Someday, future generations will have no idea that the high-end Tim Hortons in that spot was once a large coffee shop with two tables but space for thirty, along with a smoking room populated by centenarian amputees, who looked old enough to have taken part in the Upper Canada Rebellion of 1837, along with the indigent and the crack-addicted, who used that shop as their own personal crack den. What I found most surreal about the place was that people, decent, honest people, worked behind the counter there, including the overnight shift since Coffee Times are open 24 hours.

Name a less-than-desirable intersection in Toronto, and there is a Coffee Time there, and that is only where you find Coffee Times. You can find one at Parliament and Wellesley, Dundas and Jarvis, Queen and Parliament (for those unfamiliar with the area, neither Queen nor Parliament retain much sway at this intersection) and, of course, once at the granddaddy of them all, College and Spadina.

Today I walked roughly 6 km from Bloor and Dundas to Queen and Bathurst, leisurely taking in the skeeze of Bloor and Dundas and the urban blight and artistic absurdity and vanity of Parkdale. Parkdale is an area that has seen worse days, if you consider hipsters wearing ridiculous clothing hanging outside pathetic art galleries to be a form of progress over crack-addicted prostitutes. I saw no less than five Coffee Times on this walk, passing close by another two, and passing about 3-4 shops that were former Coffee Time franchises.

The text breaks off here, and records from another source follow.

//! # Domain Types
//!
//! Core domain types used throughout AudioBook Nexus.
//!
//! ## Type Hierarchy
//! ```text
//! ┌─────────────────────────────────────────────────────────────────────────┐
//! │                         Domain Types                                    │
//! │                                                                         │
//! │  ┌─────────────────┐   ┌─────────────────┐   ┌─────────────────┐       │
//! │  │   Audiobook     │   │     Genre       │   │  ListeningTime  │       │
//! │  │  ─────────────  │   │  ─────────────  │   │  ─────────────  │       │
//! │  │  id             │   │  Fiction        │   │  minutes (u32)  │       │
//! │  │  title/author   │   │  Science Fiction│   │  "8h 32m" text  │       │
//! │  │  price (Money)  │   │  Self-Help ...  │   │  parsed once    │       │
//! │  └─────────────────┘   └─────────────────┘   └─────────────────┘       │
//! │                                                                         │
//! │  ┌─────────────────┐   ┌─────────────────┐                             │
//! │  │      User       │   │  AuthProvider   │                             │
//! │  │  ─────────────  │   │  ─────────────  │                             │
//! │  │  id / email     │   │  Email          │                             │
//! │  │  name / avatar  │   │  Google         │                             │
//! │  └─────────────────┘   └─────────────────┘                             │
//! └─────────────────────────────────────────────────────────────────────────┘
//! ```
//!
//! Catalog records are immutable once built. Everything that was free text in
//! the storefront's data files (duration, genre, published date) is parsed
//! into a typed value at ingestion.

use chrono::NaiveDate;
use serde::{Deserialize, Deserializer, Serialize, Serializer};
use std::fmt;
use std::str::FromStr;
use ts_rs::TS;

use crate::error::CoreError;
use crate::money::Money;

/// Sentinel genre value meaning "no genre restriction".
pub const GENRE_ALL: &str = "All";

// =============================================================================
// Genre
// =============================================================================

/// The enumerated set of catalog genres.
///
/// Serialized with the same display labels the filter dropdown uses, so a
/// snapshot or a query string can carry `"Science Fiction"` verbatim.
#[derive(Debug, Clone, Copy, PartialEq, Eq, Hash, Serialize, Deserialize, TS)]
#[ts(export)]
pub enum Genre {
    Fiction,
    #[serde(rename = "Science Fiction")]
    ScienceFiction,
    Romance,
    Mystery,
    Biography,
    #[serde(rename = "Self-Help")]
    SelfHelp,
    History,
    Fantasy,
    Thriller,
    #[serde(rename = "Non-Fiction")]
    NonFiction,
}

impl Genre {
    /// Every genre, in the order the filter dropdown lists them.
    pub const ALL: [Genre; 10] = [
        Genre::Fiction,
        Genre::ScienceFiction,
        Genre::Romance,
        Genre::Mystery,
        Genre::Biography,
        Genre::SelfHelp,
        Genre::History,
        Genre::Fantasy,
        Genre::Thriller,
        Genre::NonFiction,
    ];

    /// Display label, also the exact-match key for genre filtering.
    pub const fn label(&self) -> &'static str {
        match self {
            Genre::Fiction => "Fiction",
            Genre::ScienceFiction => "Science Fiction",
            Genre::Romance => "Romance",
            Genre::Mystery => "Mystery",
            Genre::Biography => "Biography",
            Genre::SelfHelp => "Self-Help",
            Genre::History => "History",
            Genre::Fantasy => "Fantasy",
            Genre::Thriller => "Thriller",
            Genre::NonFiction => "Non-Fiction",
        }
    }

    /// Looks a genre up by its exact label.
    pub fn from_label(label: &str) -> Option<Genre> {
        Genre::ALL.into_iter().find(|g| g.label() == label)
    }
}

impl fmt::Display for Genre {
    fn fmt(&self, f: &mut fmt::Formatter<'_>) -> fmt::Result {
        f.write_str(self.label())
    }
}

impl FromStr for Genre {
    type Err = CoreError;

    fn from_str(s: &str) -> Result<Self, Self::Err> {
        Genre::from_label(s.trim())
            .ok_or_else(|| CoreError::invalid_argument("genre", format!("unknown genre '{s}'")))
    }
}

// =============================================================================
// Listening Time
// =============================================================================

/// Length of an audiobook in whole minutes.
///
/// ## Parsing
/// ```text
/// "8h 32m"  ──► 512
/// "21h 2m"  ──► 1262
/// "5h35m"   ──► 335   (whitespace between parts is optional)
/// "approx." ──► 0     (unparseable text sorts first)
/// ```
///
/// Serialized back as `"<H>h <M>m"` text so snapshots stay readable.
#[derive(Debug, Clone, Copy, PartialEq, Eq, PartialOrd, Ord, Hash, Default)]
pub struct ListeningTime(u32);

impl ListeningTime {
    /// Creates a listening time from minutes.
    #[inline]
    pub const fn from_minutes(minutes: u32) -> Self {
        ListeningTime(minutes)
    }

    /// Parses the first `<digits>h<spaces><digits>m` occurrence in `text`.
    ///
    /// Returns zero minutes when no such occurrence exists.
    pub fn parse(text: &str) -> Self {
        let bytes = text.as_bytes();
        let mut i = 0;

        while i < bytes.len() {
            if !bytes[i].is_ascii_digit() {
                i += 1;
                continue;
            }

            let start = i;
            while i < bytes.len() && bytes[i].is_ascii_digit() {
                i += 1;
            }

            if let Some(minutes) = Self::hours_then_minutes(&text[start..i], &text[i..]) {
                return ListeningTime(minutes);
            }
        }

        ListeningTime(0)
    }

    /// `hours` is a run of digits, `rest` is whatever follows it.
    fn hours_then_minutes(hours: &str, rest: &str) -> Option<u32> {
        let rest = rest.strip_prefix('h')?.trim_start();
        let digits = rest.bytes().take_while(u8::is_ascii_digit).count();
        if digits == 0 || !rest[digits..].starts_with('m') {
            return None;
        }

        let hours: u32 = hours.parse().ok()?;
        let minutes: u32 = rest[..digits].parse().ok()?;
        Some(hours.saturating_mul(60).saturating_add(minutes))
    }

    /// Total minutes.
    #[inline]
    pub const fn minutes(&self) -> u32 {
        self.0
    }
}

impl fmt::Display for ListeningTime {
    fn fmt(&self, f: &mut fmt::Formatter<'_>) -> fmt::Result {
        write!(f, "{}h {}m", self.0 / 60, self.0 % 60)
    }
}

impl Serialize for ListeningTime {
    fn serialize<S: Serializer>(&self, serializer: S) -> Result<S::Ok, S::Error> {
        serializer.collect_str(self)
    }
}

impl<'de> Deserialize<'de> for ListeningTime {
    fn deserialize<D: Deserializer<'de>>(deserializer: D) -> Result<Self, D::Error> {
        let text = String::deserialize(deserializer)?;
        Ok(ListeningTime::parse(&text))
    }
}

// =============================================================================
// Audiobook
// =============================================================================

/// A catalog record.
///
/// Owned by the catalog and never mutated after construction. Carts hold a
/// cloned snapshot so a persisted cart still renders if the catalog changes.
#[derive(Debug, Clone, PartialEq, Serialize, Deserialize, TS)]
#[serde(rename_all = "camelCase")]
#[ts(export)]
pub struct Audiobook {
    /// Unique catalog identifier.
    pub id: String,
    pub title: String,
    pub author: String,
    /// One or more narrators, comma separated.
    pub narrator: String,
    pub description: String,
    /// Cover image reference.
    pub cover: String,
    pub price: Money,
    #[ts(type = "string")]
    pub duration: ListeningTime,
    pub genre: Genre,
    /// Average rating, 0.0 to 5.0.
    pub rating: f32,
    pub review_count: u32,
    /// Audio sample reference.
    pub sample: String,
    pub published_date: NaiveDate,
    #[serde(default)]
    pub featured: bool,
}

impl Audiobook {
    /// Whether `needle` (already lowercased) occurs in title, author,
    /// narrator or genre label, ignoring case.
    pub fn matches_search(&self, needle: &str) -> bool {
        [
            self.title.as_str(),
            self.author.as_str(),
            self.narrator.as_str(),
            self.genre.label(),
        ]
        .iter()
        .any(|field| field.to_lowercase().contains(needle))
    }
}

// =============================================================================
// Users
// =============================================================================

/// How a user signed in.
#[derive(Debug, Clone, Copy, PartialEq, Eq, Serialize, Deserialize, TS)]
#[serde(rename_all = "lowercase")]
#[ts(export)]
pub enum AuthProvider {
    Email,
    Google,
}

/// A signed-in storefront user.
///
/// Opaque to the cart and catalog; only the session cares about it.
#[derive(Debug, Clone, PartialEq, Eq, Serialize, Deserialize, TS)]
#[serde(rename_all = "camelCase")]
#[ts(export)]
pub struct User {
    pub id: String,
    pub email: String,
    pub name: String,
    pub avatar: Option<String>,
    pub provider: AuthProvider,
}

// =============================================================================
// Unit Tests
// =============================================================================

#[cfg(test)]
mod tests {
    use super::*;

    #[test]
    fn test_genre_labels_round_trip() {
        for genre in Genre::ALL {
            assert_eq!(Genre::from_label(genre.label()), Some(genre));
        }
        assert_eq!(Genre::from_label("science fiction"), None);
        assert!("Self-Help".parse::<Genre>().is_ok());
        assert!("Poetry".parse::<Genre>().is_err());
    }

    #[test]
    fn test_genre_serializes_as_label() {
        let json = serde_json::to_string(&Genre::ScienceFiction).unwrap();
        assert_eq!(json, "\"Science Fiction\"");
        let back: Genre = serde_json::from_str("\"Non-Fiction\"").unwrap();
        assert_eq!(back, Genre::NonFiction);
    }

    #[test]
    fn test_listening_time_parse() {
        assert_eq!(ListeningTime::parse("8h 32m").minutes(), 512);
        assert_eq!(ListeningTime::parse("21h 2m").minutes(), 1262);
        assert_eq!(ListeningTime::parse("5h35m").minutes(), 335);
        assert_eq!(ListeningTime::parse("about 12h 10m total").minutes(), 730);
    }

    #[test]
    fn test_listening_time_unparseable_is_zero() {
        assert_eq!(ListeningTime::parse("").minutes(), 0);
        assert_eq!(ListeningTime::parse("8 hours").minutes(), 0);
        assert_eq!(ListeningTime::parse("8h").minutes(), 0);
        assert_eq!(ListeningTime::parse("h 30m").minutes(), 0);
    }

    #[test]
    fn test_listening_time_skips_non_matching_prefix() {
        // "2024" is not followed by 'h', so parsing continues to "3h 5m".
        assert_eq!(ListeningTime::parse("2024 edition, 3h 5m").minutes(), 185);
    }

    #[test]
    fn test_listening_time_serde() {
        let time = ListeningTime::from_minutes(512);
        assert_eq!(time.to_string(), "8h 32m");
        assert_eq!(serde_json::to_string(&time).unwrap(), "\"8h 32m\"");
        let back: ListeningTime = serde_json::from_str("\"16h 10m\"").unwrap();
        assert_eq!(back.minutes(), 970);
    }
}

A former acquaintance discusses the propensity of Coffee Time franchises to cut ties with the mother ship with the flimsiest of rebranding efforts here.

When Coffee Times past and present began to give way to Starbucks, most prominently at Dovercourt, where I saw a Starbucks, an obnoxious twit with a pink mohawk and a gigantic hummer, I knew that urban blight had given way to urban vanity and that the adventure was over. Yes, the art galleries and the Starbucks and the cheap lofts replacing the by-the-hour motel at Queen and Ossington are good for the economy or something or other, but it's actually more interesting over by Queen and Lansdowne, where a fragile-looking pimp runs his business half in a streetcar shelter and half inside a convenience store. Unsurprisingly, there are seven Coffee Times within a mile of his operation.